Kindergarten children’s behavior before, during, and after standardized achievement testing was explored through a qualitative study in two classrooms (n = 36). Simultaneously quantitative data were collected in one of the classrooms (n = 21) before and during the testing. Data were collected through observations in the classrooms, interviews with children and teachers, and audio and video taping of the children. For the quantitative component of the study, frequencies of stress behaviors were observed using a scan sampling method. Qualitative findings indicated an increase in behaviors reported to be stress related during the testing and a decrease in those behaviors following the testing.
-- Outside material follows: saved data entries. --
//! HTTP server setup and configuration.
//!
//! # Responsibilities
//! - Create Axum Router sending every path and method to the dispatcher
//! - Wire up middleware (tracing, timeout, request ID, origin policy)
//! - Bind server to listener and shut down gracefully

use std::sync::Arc;
use std::time::Duration;

use axum::{
    body::Body,
    extract::State,
    http::{HeaderName, Request},
    response::Response,
    routing::any,
    Router,
};
use tokio::net::TcpListener;
use tokio::sync::broadcast;
use tower_http::{
    request_id::SetRequestIdLayer,
    set_header::SetResponseHeaderLayer,
    timeout::TimeoutLayer,
    trace::TraceLayer,
};

use crate::collaborators::CollaboratorError;
use crate::config::DispatchConfig;
use crate::dispatch::Dispatcher;
use crate::http::request::{RequestIdExt, UuidRequestId, X_REQUEST_ID};
use crate::policy::ORIGIN_POLICY;

/// Application state injected into handlers.
#[derive(Clone)]
pub struct AppState {
    pub dispatcher: Arc<Dispatcher>,
}

/// HTTP server fronting the dispatcher.
pub struct HttpServer {
    router: Router,
    config: DispatchConfig,
}

impl HttpServer {
    /// Create a server wired to the real collaborators.
    pub fn new(config: DispatchConfig) -> Result<Self, CollaboratorError> {
        let dispatcher = Dispatcher::from_config(&config.collaborators)?;
        Ok(Self::with_dispatcher(config, dispatcher))
    }

    /// Create a server around an already-built dispatcher.
    pub fn with_dispatcher(config: DispatchConfig, dispatcher: Dispatcher) -> Self {
        let state = AppState {
            dispatcher: Arc::new(dispatcher),
        };
        let router = Self::build_router(&config, state);
        Self { router, config }
    }

    /// Build the Axum router with all middleware layers.
    ///
    /// The origin policy layers sit outermost so responses generated by
    /// the middleware itself (timeouts) carry the policy too. The request ID
    /// is recorded on the trace span only; responses never carry it.
    #[allow(deprecated)]
    fn build_router(config: &DispatchConfig, state: AppState) -> Router {
        let request_id = HeaderName::from_static(X_REQUEST_ID);

        let mut router = Router::new()
            .route("/{*path}", any(dispatch_handler))
            .route("/", any(dispatch_handler))
            .with_state(state)
            .layer(TimeoutLayer::new(Duration::from_secs(config.timeouts.request_secs)))
            .layer(TraceLayer::new_for_http().make_span_with(|request: &Request<Body>| {
                tracing::info_span!(
                    "request",
                    request_id = %request.request_id(),
                    method = %request.method(),
                    uri = %request.uri(),
                )
            }))
            .layer(SetRequestIdLayer::new(request_id, UuidRequestId));

        for (name, value) in ORIGIN_POLICY.entries() {
            router = router.layer(SetResponseHeaderLayer::overriding(name, value));
        }
        router
    }

    /// The fully layered router, for in-process use.
    pub fn router(&self) -> Router {
        self.router.clone()
    }

    /// Run the server until the shutdown signal fires.
    pub async fn run(
        self,
        listener: TcpListener,
        mut shutdown: broadcast::Receiver<()>,
    ) -> Result<(), std::io::Error> {
        let addr = listener.local_addr()?;
        tracing::info!(address = %addr, "HTTP server starting");

        axum::serve(listener, self.router)
            .with_graceful_shutdown(async move {
                let _ = shutdown.recv().await;
                tracing::info!("Shutdown signal received");
            })
            .await?;

        tracing::info!("HTTP server stopped");
        Ok(())
    }

    /// Get a reference to the config.
    pub fn config(&self) -> &DispatchConfig {
        &self.config
    }
}

async fn dispatch_handler(State(state): State<AppState>, request: Request<Body>) -> Response {
    state.dispatcher.handle(request).await
}

#[cfg(test)]
mod tests {
    use super::*;
    use axum::http::{Method, StatusCode};
    use tower::ServiceExt;

    fn server() -> HttpServer {
        HttpServer::new(DispatchConfig::default()).unwrap()
    }

    fn header_names(response: &Response) -> Vec<String> {
        let mut names: Vec<String> = response.headers().keys().map(|n| n.to_string()).collect();
        names.sort();
        names
    }

    #[tokio::test]
    async fn test_root_through_middleware() {
        let response = server()
            .router()
            .oneshot(Request::builder().uri("/").body(Body::empty()).unwrap())
            .await
            .unwrap();

        assert_eq!(response.status(), StatusCode::OK);
        assert_eq!(response.headers().get("content-type").unwrap(), "text/html");
        assert_eq!(response.headers().get("access-control-allow-origin").unwrap(), "*");
        assert_eq!(response.headers().get("access-control-max-age").unwrap(), "86400");
        assert!(response.headers().get("x-request-id").is_none());
    }

    #[tokio::test]
    async fn test_preflight_carries_only_policy_headers() {
        let response = server()
            .router()
            .oneshot(
                Request::builder()
                    .method(Method::OPTIONS)
                    .uri("/anything")
                    .header("Origin", "https://x")
                    .header("Access-Control-Request-Method", "GET")
                    .header("Access-Control-Request-Headers", "content-type")
                    .header("x-request-id", "req-from-client")
                    .body(Body::empty())
                    .unwrap(),
            )
            .await
            .unwrap();

        assert_eq!(response.status(), StatusCode::OK);
        let names: Vec<String> = header_names(&response)
            .into_iter()
            .filter(|name| name != "content-length")
            .collect();
        assert_eq!(
            names,
            vec![
                "access-control-allow-headers",
                "access-control-allow-methods",
                "access-control-allow-origin",
                "access-control-max-age",
            ]
        );
    }

    #[tokio::test]
    async fn test_options_on_nested_path() {
        let response = server()
            .router()
            .oneshot(
                Request::builder()
                    .method(Method::OPTIONS)
                    .uri("/deeply/nested/path")
                    .body(Body::empty())
                    .unwrap(),
            )
            .await
            .unwrap();

        assert_eq!(response.status(), StatusCode::OK);
        assert_eq!(
            response.headers().get("access-control-allow-methods").unwrap(),
            "GET,HEAD,POST,OPTIONS"
        );
        assert!(response.headers().get("x-request-id").is_none());
        let body = axum::body::to_bytes(response.into_body(), usize::MAX).await.unwrap();
        assert!(body.is_empty());
    }
}
//! Configuration validation.
//!
//! # Responsibilities
//! - Semantic validation (serde handles syntactic)
//! - Validate value ranges (timeouts > 0, addresses parse)
//!
//! # Design Decisions
//! - Returns all validation errors, not just first
//! - Validation is pure function: DispatchConfig → Result<(), Vec<ValidationError>>
//! - Runs before config is accepted into the system

use std::net::SocketAddr;

use thiserror::Error;
use tracing_subscriber::EnvFilter;

use crate::config::schema::DispatchConfig;

/// A single semantic problem with a configuration.
#[derive(Debug, Clone, PartialEq, Eq, Error)]
pub enum ValidationError {
    #[error("invalid socket address for {field}: {value:?}")]
    InvalidAddress { field: &'static str, value: String },

    #[error("{field} must be greater than zero")]
    ZeroTimeout { field: &'static str },

    #[error("invalid log level: {0:?}")]
    InvalidLogLevel(String),
}

/// Validate a deserialized configuration.
pub fn validate_config(config: &DispatchConfig) -> Result<(), Vec<ValidationError>> {
    let mut errors = Vec::new();

    if config.listener.bind_address.parse::<SocketAddr>().is_err() {
        errors.push(ValidationError::InvalidAddress {
            field: "listener.bind_address",
            value: config.listener.bind_address.clone(),
        });
    }

    if config.timeouts.request_secs == 0 {
        errors.push(ValidationError::ZeroTimeout {
            field: "timeouts.request_secs",
        });
    }

    if config.collaborators.proxy_timeout_secs == 0 {
        errors.push(ValidationError::ZeroTimeout {
            field: "collaborators.proxy_timeout_secs",
        });
    }

    if EnvFilter::try_new(&config.observability.log_level).is_err() {
        errors.push(ValidationError::InvalidLogLevel(
            config.observability.log_level.clone(),
        ));
    }

    if config.observability.metrics_enabled
        && config.observability.metrics_address.parse::<SocketAddr>().is_err()
    {
        errors.push(ValidationError::InvalidAddress {
            field: "observability.metrics_address",
            value: config.observability.metrics_address.clone(),
        });
    }

    if errors.is_empty() {
        Ok(())
    } else {
        Err(errors)
    }
}

#[cfg(test)]
mod tests {
    use super::*;

    #[test]
    fn test_default_config_is_valid() {
        assert_eq!(validate_config(&DispatchConfig::default()), Ok(()));
    }

    #[test]
    fn test_zero_timeouts() {
        let mut config = DispatchConfig::default();
        config.timeouts.request_secs = 0;
        config.collaborators.proxy_timeout_secs = 0;

        let errors = validate_config(&config).unwrap_err();
        assert_eq!(
            errors,
            vec![
                ValidationError::ZeroTimeout { field: "timeouts.request_secs" },
                ValidationError::ZeroTimeout { field: "collaborators.proxy_timeout_secs" },
            ]
        );
    }

    #[test]
    fn test_metrics_address_only_checked_when_enabled() {
        let mut config = DispatchConfig::default();
        config.observability.metrics_address = "bogus".to_string();
        assert!(validate_config(&config).is_err());

        config.observability.metrics_enabled = false;
        assert!(validate_config(&config).is_ok());
    }

    #[test]
    fn test_invalid_log_level() {
        let mut config = DispatchConfig::default();
        config.observability.log_level = "dispatch=loudest".to_string();
        assert_eq!(
            validate_config(&config).unwrap_err(),
            vec![ValidationError::InvalidLogLevel("dispatch=loudest".to_string())]
        );
    }
}
//! Response header handling.
//!
//! # Design Decisions
//! - Hop-by-hop headers are connection-scoped and never forwarded (RFC 9110 §7.6.1)

use axum::http::{header, HeaderName};

const HOP_BY_HOP: [HeaderName; 8] = [
    header::CONNECTION,
    HeaderName::from_static("keep-alive"),
    header::PROXY_AUTHENTICATE,
    header::PROXY_AUTHORIZATION,
    header::TE,
    header::TRAILER,
    header::TRANSFER_ENCODING,
    header::UPGRADE,
];

/// Whether a header applies only to a single connection.
pub fn is_hop_by_hop(name: &HeaderName) -> bool {
    HOP_BY_HOP.contains(name)
}

#[cfg(test)]
mod tests {
    use super::*;

    #[test]
    fn test_hop_by_hop() {
        assert!(is_hop_by_hop(&header::TRANSFER_ENCODING));
        assert!(is_hop_by_hop(&HeaderName::from_static("keep-alive")));
        assert!(!is_hop_by_hop(&header::CONTENT_TYPE));
        assert!(!is_hop_by_hop(&header::ACCESS_CONTROL_ALLOW_ORIGIN));
    }
}
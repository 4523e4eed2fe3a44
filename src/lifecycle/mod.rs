//! Lifecycle management subsystem.
//!
//! # Data Flow
//! ```text
//! Startup (startup.rs):
//!     Load config → Init logging/metrics → Build dispatcher → Bind → Serve
//!
//! Shutdown (shutdown.rs):
//!     Signal received → Stop accepting → Drain in-flight requests → Exit
//!
//! Signals (signals.rs):
//!     SIGTERM/SIGINT → Trigger graceful shutdown
//! ```

pub mod shutdown;
pub mod signals;
pub mod startup;

pub use shutdown::Shutdown;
Copying and calling out answers during the testing were also observed frequently. Children also marked incorrect answers, but when interviewed after the test, could respond correctly. Quantitative results supported the qualitative with a statistically significant increase in the proportion of stress behaviors observed during testing (M = .77; n = 21) when compared with the proportion during normal classroom activities (M = .25; t = -13.37, p <.001). © 1992 Taylor & Francis Group, LLC.
Publication Source (Journal or Book title)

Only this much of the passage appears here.